■ Exercise brief
Beginning with the first line of the data below, reproduce every line unchanged, ending with the line that holds "type Error = NotEnoughData;".

[Opening Recorded data section]

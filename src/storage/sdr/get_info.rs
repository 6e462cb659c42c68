use crate::{
    connection::{IpmiCommand, Message, NetFn, NotEnoughData},
    fmt::LogItem,
    log_vec,
    storage::Timestamp,
    Loggable,
};

/// The Get SDR Repository Info command.
pub struct GetRepositoryInfo;

impl From<GetRepositoryInfo> for Message {
    fn from(_: GetRepositoryInfo) -> Self {
        Message::new_request(NetFn::Storage, 0x20, Vec::new())
    }
}

impl IpmiCommand for GetRepositoryInfo {
    type Output = RepositoryInfo;
    type Error = NotEnoughData;

    fn parse_success_response(data: &[u8]) -> Result<Self::Output, Self::Error> {
        RepositoryInfo::parse(data).ok_or(NotEnoughData)
    }
}

/// Free space in the repository, in bytes.
#[derive(Clone, Copy, Debug, PartialEq)]
pub enum FreeSpace {
    Full,
    AtLeast(u16),
    Unspecified,
}

impl From<u16> for FreeSpace {
    fn from(value: u16) -> Self {
        match value {
            0 => Self::Full,
            u16::MAX => Self::Unspecified,
            bytes => Self::AtLeast(bytes),
        }
    }
}

impl core::fmt::Display for FreeSpace {
    fn fmt(&self, f: &mut core::fmt::Formatter<'_>) -> core::fmt::Result {
        match self {
            Self::Full => f.write_str("none"),
            Self::AtLeast(bytes) => write!(f, "{bytes} bytes or more"),
            Self::Unspecified => f.write_str("unspecified"),
        }
    }
}

/// How the repository must be put into update mode before it can be
/// written to.
#[derive(Clone, Copy, Debug, PartialEq)]
pub enum UpdateModality {
    Unspecified,
    NonModal,
    Modal,
    Both,
}

bitflags::bitflags! {
    /// The optional repository commands a device supports.
    pub struct Operations: u8 {
        const GET_ALLOCATION_INFO = 0x01;
        const RESERVE = 0x02;
        const PARTIAL_ADD = 0x04;
        const DELETE = 0x08;
    }
}

#[derive(Clone, Debug, PartialEq)]
pub struct RepositoryInfo {
    pub version_major: u8,
    pub version_minor: u8,
    pub record_count: u16,
    pub free_space: FreeSpace,
    pub most_recent_addition: Timestamp,
    pub most_recent_erase: Timestamp,
    /// A record could not be added because the repository was full.
    pub overflow: bool,
    pub modality: UpdateModality,
    pub operations: Operations,
}

impl RepositoryInfo {
    pub fn parse(data: &[u8]) -> Option<Self> {
        let (&version, rest) = data.split_first()?;
        let (count, rest) = rest.split_at(2.min(rest.len()));
        let (free, rest) = rest.split_at(2.min(rest.len()));
        let (addition, rest) = rest.split_at(4.min(rest.len()));
        let (erase, rest) = rest.split_at(4.min(rest.len()));
        let support = *rest.first()?;

        let le_u16 = |b: &[u8]| u16::from_le_bytes([b[0], b[1]]);
        let le_u32 = |b: &[u8]| u32::from_le_bytes([b[0], b[1], b[2], b[3]]);

        let modality = match (support >> 5) & 0b11 {
            0b00 => UpdateModality::Unspecified,
            0b01 => UpdateModality::NonModal,
            0b10 => UpdateModality::Modal,
            _ => UpdateModality::Both,
        };

        // The version is BCD, with the minor version in the high nibble.
        Some(Self {
            version_major: version & 0x0F,
            version_minor: version >> 4,
            record_count: le_u16(count),
            free_space: le_u16(free).into(),
            most_recent_addition: le_u32(addition).into(),
            most_recent_erase: le_u32(erase).into(),
            overflow: support & 0x80 != 0,
            modality,
            operations: Operations::from_bits_truncate(support),
        })
    }

    pub fn supports(&self, operations: Operations) -> bool {
        self.operations.contains(operations)
    }
}

impl Loggable for RepositoryInfo {
    fn as_log(&self) -> Vec<LogItem> {
        log_vec![
            (0, "SDR repository information"),
            (1, "Version", format!("{}.{}", self.version_major, self.version_minor)),
            (1, "Record count", self.record_count),
            (1, "Free space", self.free_space),
            (1, "Most recent add", self.most_recent_addition),
            (1, "Most recent erase", self.most_recent_erase),
            (1, "Overflow", self.overflow),
            (1, "Update modality", format!("{:?}", self.modality)),
            (1, "Operations", format!("{:?}", self.operations))
        ]
    }
}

[Closing Recorded data section]

■ Answer to the problem
filename src/storage/sdr/get_info.rs
repository 6e462cb659c42c68
use crate::{
    connection::{IpmiCommand, Message, NetFn, NotEnoughData},
    fmt::LogItem,
    log_vec,
    storage::Timestamp,
    Loggable,
};

/// The Get SDR Repository Info command.
pub struct GetRepositoryInfo;

impl From<GetRepositoryInfo> for Message {
    fn from(_: GetRepositoryInfo) -> Self {
        Message::new_request(NetFn::Storage, 0x20, Vec::new())
    }
}

impl IpmiCommand for GetRepositoryInfo {
    type Output = RepositoryInfo;
    type Error = NotEnoughData;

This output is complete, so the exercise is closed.